▶ **What to do**
Start to finish, repeat the records exactly.

===

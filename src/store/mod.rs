//! Change stream sources.
//!
//! The traits here are the seam between the watch manager and a document
//! store driver. An in-memory backend is provided for embedded use and tests.

pub mod memory;
mod traits;

pub use memory::{InMemoryChangeStore, InMemoryCursor, MemoryStoreError};
pub use traits::{ChangeCursor, ChangeStreamSource};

===

▶ **Answer box**
filename src/store/mod.rs
//! Change stream sources.
//!
//! The traits here are the seam between the watch manager and a document
//! store driver. An in-memory backend is provided for embedded use and tests.

pub mod memory;
mod traits;

pub use memory::{InMemoryChangeStore, InMemoryCursor, MemoryStoreError};
pub use traits::{ChangeCursor, ChangeStreamSource};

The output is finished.